Creditor Equality in Inter-State Bankruptcies: A Requisite of Uniformity in the Regulation of Bankruptcy

With growing intercourse between nations, bankruptcies with assets in more than one country become more frequent. Extended inter-Hemisphere trade leads also to more bankruptcies with assets dispersed over the Hemisphere. Neighbor states are involved in the first place, and countries with extensive foreign trade. The difficulties arising in such inter-state bankruptcies are often great because of the conflict of jurisdictions and of laws. Lack of uniformity in the regulation of bankruptcy shows its disadvantages in such instances. Differences in the law necessarily complicate jurisdictional conflicts.
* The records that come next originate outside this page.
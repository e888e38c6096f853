//! Capability definitions and the registry that loads them.
//!
//! A capability is a named unit of work: prompt templates, an output
//! descriptor, and optionally a data source whose query the model writes.
//! Definitions live in YAML files under the config directory and are
//! validated when the registry is loaded, never at invocation time.

mod prompt;
mod registry;
mod schema;

pub use prompt::{flatten_yaml, render_template, PromptOverride, PromptSet};
pub use registry::{
    AgentToggle, CapabilityOverride, CapabilityRegistry, ExplicitAgentSpec, InputBinding,
    InputSource, RegistryError, RegistryLoader, WorkflowManifest, WorkflowRoles,
};
pub use schema::{FieldDescriptor, FieldKind, OutputDescriptor, SchemaError};

use serde::{Deserialize, Serialize};

use crate::llm::ChatOptions;

/// A capability as declared in `capabilities/<name>.yaml`.
#[derive(Debug, Clone, PartialEq, Serialize, Deserialize)]
pub struct CapabilitySpec {
    pub name: String,

    /// Shown to the planner in the function catalogue.
    #[serde(default)]
    pub description: String,

    /// Ordered input names. Positional plan parameters bind to these.
    #[serde(default)]
    pub parameters: Vec<String>,

    /// Slot filled by a prior task's output when a plan entry depends on one.
    /// Defaults to the first declared parameter.
    #[serde(default, skip_serializing_if = "Option::is_none")]
    pub dependency_param: Option<String>,

    #[serde(default, skip_serializing_if = "Option::is_none")]
    pub model: Option<String>,

    #[serde(default)]
    pub options: ChatOptions,

    #[serde(default)]
    pub prompts: PromptSet,

    #[serde(default)]
    pub output: OutputDescriptor,

    #[serde(default, skip_serializing_if = "Option::is_none")]
    pub data_source: Option<DataSourceBinding>,
}

impl CapabilitySpec {
    /// Parameter slot that receives a dependency's output.
    pub fn dependency_slot(&self) -> &str {
        self.dependency_param
            .as_deref()
            .or_else(|| self.parameters.first().map(String::as_str))
            .unwrap_or("input")
    }

    pub fn is_query_backed(&self) -> bool {
        self.data_source.is_some()
    }
}

/// Ties a capability to a configured data source.
#[derive(Debug, Clone, PartialEq, Serialize, Deserialize)]
pub struct DataSourceBinding {
    /// Identifier from `data_sources.yaml`.
    pub source: String,

    /// Output field holding the generated query.
    #[serde(default = "default_query_field")]
    pub query_field: String,

    /// Table notes injected into the prompt as `{table_context}`.
    #[serde(default, skip_serializing_if = "Vec::is_empty")]
    pub tables: Vec<TableNotes>,

    /// Capability that picks the relevant tables before the query is written.
    /// Its output must carry a `table_names` list.
    #[serde(default, skip_serializing_if = "Option::is_none")]
    pub table_selector: Option<String>,
}

fn default_query_field() -> String {
    "ai_response".to_string()
}

#[derive(Debug, Clone, PartialEq, Serialize, Deserialize)]
pub struct TableNotes {
    pub name: String,
    #[serde(default, deserialize_with = "notes_text")]
    pub notes: String,
}

fn notes_text<'de, D>(deserializer: D) -> Result<String, D::Error>
where
    D: serde::Deserializer<'de>,
{
    let value = serde_yaml::Value::deserialize(deserializer)?;
    Ok(flatten_yaml(&value))
}

impl DataSourceBinding {
    /// Table notes joined into one prompt section, restricted to `selected`
    /// when a selection was made.
    pub fn table_context(&self, selected: Option<&[String]>) -> String {
        self.tables
            .iter()
            .filter(|t| match selected {
                Some(names) => names.iter().any(|n| n.eq_ignore_ascii_case(&t.name)),
                None => true,
            })
            .map(|t| format!("### {}\n{}", t.name, t.notes))
            .collect::<Vec<_>>()
            .join("\n\n")
    }
}

#[cfg(test)]
mod tests {
    use super::*;

    #[test]
    fn test_capability_yaml() {
        let spec: CapabilitySpec = serde_yaml::from_str(
            r#"
name: revenue_agent
description: Answers revenue questions from the warehouse.
parameters: [question, region]
prompts:
  system: You write SQL for {region}.
  example:
    Question: total revenue
    Answer: SELECT SUM(amount) FROM sales
output:
  - name: ai_response
    type: str
data_source:
  source: warehouse
  tables:
    - name: sales
      notes: one row per order
    - name: regions
      notes:
        columns: [id, name]
"#,
        )
        .expect("capability yaml");

        assert_eq!(spec.dependency_slot(), "question");
        assert!(spec.is_query_backed());
        assert_eq!(
            spec.prompts.example,
            "**Question** : total revenue\n**Answer** : SELECT SUM(amount) FROM sales"
        );

        let binding = spec.data_source.as_ref().expect("binding");
        assert_eq!(binding.query_field, "ai_response");
        assert_eq!(
            binding.table_context(Some(&["SALES".to_string()])),
            "### sales\none row per order"
        );
        assert!(binding.table_context(None).contains("### regions\n**columns** :\nid\nname"));
    }

    #[test]
    fn test_dependency_slot_fallbacks() {
        let mut spec: CapabilitySpec =
            serde_yaml::from_str("name: bare").expect("minimal capability");
        assert_eq!(spec.dependency_slot(), "input");
        spec.dependency_param = Some("context".to_string());
        assert_eq!(spec.dependency_slot(), "context");
    }
}
//! OpenAI-compatible chat completion client with retry for transient errors.

use async_trait::async_trait;
use reqwest::Client;
use serde::{Deserialize, Serialize};
use std::time::{Duration, Instant};

use super::error::{LlmError, RetryConfig};
use super::{ChatMessage, ChatOptions, ChatResponse, LlmClient, TokenUsage};

/// Client for OpenRouter or any endpoint speaking the same `/chat/completions` API.
pub struct OpenRouterClient {
    client: Client,
    api_key: String,
    endpoint: String,
    retry_config: RetryConfig,
}

impl OpenRouterClient {
    /// `base_url` is the API root, e.g. `https://openrouter.ai/api/v1`.
    pub fn new(api_key: String, base_url: &str) -> Self {
        Self::with_retry_config(api_key, base_url, RetryConfig::default())
    }

    pub fn with_retry_config(api_key: String, base_url: &str, retry_config: RetryConfig) -> Self {
        Self {
            client: Client::new(),
            api_key,
            endpoint: format!("{}/chat/completions", base_url.trim_end_matches('/')),
            retry_config,
        }
    }

    fn parse_retry_after(headers: &reqwest::header::HeaderMap) -> Option<Duration> {
        headers
            .get("retry-after")
            .and_then(|v| v.to_str().ok())
            .and_then(|s| s.trim().parse::<u64>().ok())
            .map(Duration::from_secs)
    }

    async fn execute_request(&self, request: &CompletionRequest<'_>) -> Result<ChatResponse, LlmError> {
        let response = self
            .client
            .post(&self.endpoint)
            .bearer_auth(&self.api_key)
            .header("X-Title", "Ask Ellis")
            .json(request)
            .send()
            .await
            .map_err(|e| {
                if e.is_timeout() {
                    LlmError::network(format!("request timeout: {}", e))
                } else {
                    LlmError::network(format!("request failed: {}", e))
                }
            })?;

        let status = response.status();
        let retry_after = Self::parse_retry_after(response.headers());
        let body = response.text().await.unwrap_or_default();

        if !status.is_success() {
            return Err(LlmError::from_status(status.as_u16(), body, retry_after));
        }

        let parsed: CompletionResponse = serde_json::from_str(&body)
            .map_err(|e| LlmError::parse(format!("failed to parse response: {}", e)))?;

        let choice = parsed
            .choices
            .into_iter()
            .next()
            .ok_or_else(|| LlmError::parse("no choices in response"))?;

        Ok(ChatResponse {
            content: choice.message.content,
            finish_reason: choice.finish_reason,
            usage: parsed
                .usage
                .map(|u| TokenUsage::new(u.prompt_tokens, u.completion_tokens)),
            model: parsed.model.or_else(|| Some(request.model.to_string())),
        })
    }

    async fn execute_with_retry(&self, request: &CompletionRequest<'_>) -> anyhow::Result<ChatResponse> {
        let start = Instant::now();
        let mut attempt = 0;

        loop {
            let error = match self.execute_request(request).await {
                Ok(response) => {
                    if attempt > 0 {
                        tracing::info!(
                            model = request.model,
                            "Completion succeeded after {} retries ({:?})",
                            attempt,
                            start.elapsed()
                        );
                    }
                    return Ok(response);
                }
                Err(error) => error,
            };

            let remaining = self.retry_config.max_elapsed.saturating_sub(start.elapsed());
            if !self.retry_config.should_retry(&error, attempt) || remaining.is_zero() {
                tracing::error!(model = request.model, attempts = attempt + 1, "Completion failed: {}", error);
                return Err(error.into());
            }

            let delay = error.backoff(attempt).min(remaining);
            tracing::warn!(
                model = request.model,
                "Attempt {} failed with {}, retrying in {:?}",
                attempt + 1,
                error.kind,
                delay
            );
            tokio::time::sleep(delay).await;
            attempt += 1;
        }
    }
}

#[async_trait]
impl LlmClient for OpenRouterClient {
    async fn chat_completion(
        &self,
        model: &str,
        messages: &[ChatMessage],
        options: &ChatOptions,
    ) -> anyhow::Result<ChatResponse> {
        let request = CompletionRequest {
            model,
            messages,
            temperature: options.temperature,
            max_tokens: options.max_tokens,
        };
        self.execute_with_retry(&request).await
    }
}

#[derive(Debug, Serialize)]
struct CompletionRequest<'a> {
    model: &'a str,
    messages: &'a [ChatMessage],
    #[serde(skip_serializing_if = "Option::is_none")]
    temperature: Option<f64>,
    #[serde(skip_serializing_if = "Option::is_none")]
    max_tokens: Option<u64>,
}

#[derive(Debug, Deserialize)]
struct CompletionResponse {
    choices: Vec<CompletionChoice>,
    #[serde(default)]
    usage: Option<CompletionUsage>,
    #[serde(default)]
    model: Option<String>,
}

#[derive(Debug, Deserialize)]
struct CompletionChoice {
    message: CompletionMessage,
    #[serde(default)]
    finish_reason: Option<String>,
}

#[derive(Debug, Deserialize)]
struct CompletionMessage {
    #[serde(default)]
    content: Option<String>,
}

#[derive(Debug, Deserialize)]
struct CompletionUsage {
    #[serde(default)]
    prompt_tokens: u64,
    #[serde(default)]
    completion_tokens: u64,
}

#[cfg(test)]
mod tests {
    use super::*;
    use crate::llm::Role;

    #[test]
    fn test_endpoint_joins_base_url() {
        let client = OpenRouterClient::new("key".to_string(), "https://example.test/api/v1/");
        assert_eq!(client.endpoint, "https://example.test/api/v1/chat/completions");
    }

    #[test]
    fn test_request_serialization_skips_unset_options() {
        let messages = vec![ChatMessage::new(Role::User, "hi")];
        let request = CompletionRequest {
            model: "m",
            messages: &messages,
            temperature: None,
            max_tokens: Some(64),
        };
        let value = serde_json::to_value(&request).expect("serialize");
        assert_eq!(value["messages"][0]["role"], "user");
        assert_eq!(value["max_tokens"], 64);
        assert!(value.get("temperature").is_none());
    }

    #[test]
    fn test_response_parsing_tolerates_missing_usage() {
        let body = r#"{"choices":[{"message":{"content":"{}"},"finish_reason":"stop"}]}"#;
        let parsed: CompletionResponse = serde_json::from_str(body).expect("parse");
        assert!(parsed.usage.is_none());
        assert_eq!(parsed.choices[0].message.content.as_deref(), Some("{}"));
    }
}
//! Agents module - capability invocation.
//!
//! Every unit of work in a turn (planning, task execution, validation,
//! human review, aggregation) is a capability invoked through
//! [`CapabilityInvoker`]. [`GenericAgent`] is the LLM-backed implementation:
//! it renders the capability's prompts, decodes the reply against the output
//! descriptor and, for query-backed capabilities, runs the generated query.

mod context;
mod generic;
mod types;

pub use context::AgentContext;
pub use generic::GenericAgent;
pub use types::{AgentError, Invocation};

use async_trait::async_trait;

use crate::workflow::Params;

/// Invokes named capabilities.
///
/// # Postconditions
/// - `Ok` carries the decoded output, the tokens spent and any queries run
/// - `Err` means the capability produced nothing usable; tokens spent on a
///   failed attempt are not reported
#[async_trait]
pub trait CapabilityInvoker: Send + Sync {
    async fn invoke(&self, capability: &str, params: &Params) -> Result<Invocation, AgentError>;
}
When the priorities-for wages, taxes, and so forth-are not the same, when the rules on voidable preferences differ, when not the same classes of claims are excluded from proof, an assumption of jurisdiction over the local assets may be indispensable to secure for the interested parties the benefit of the local law. Uniformity of the law, on the other hand, makes the exercise of this right exclusively a matter of practical considerations-provided of course no differentiation is intended between domestic creditors and creditors from abroad. Cases where practical considerations do not ask for several administrations arise in sufficient number, especially between neighbor states, to make their disposition in a cheap and efficient way a matter of justified concern.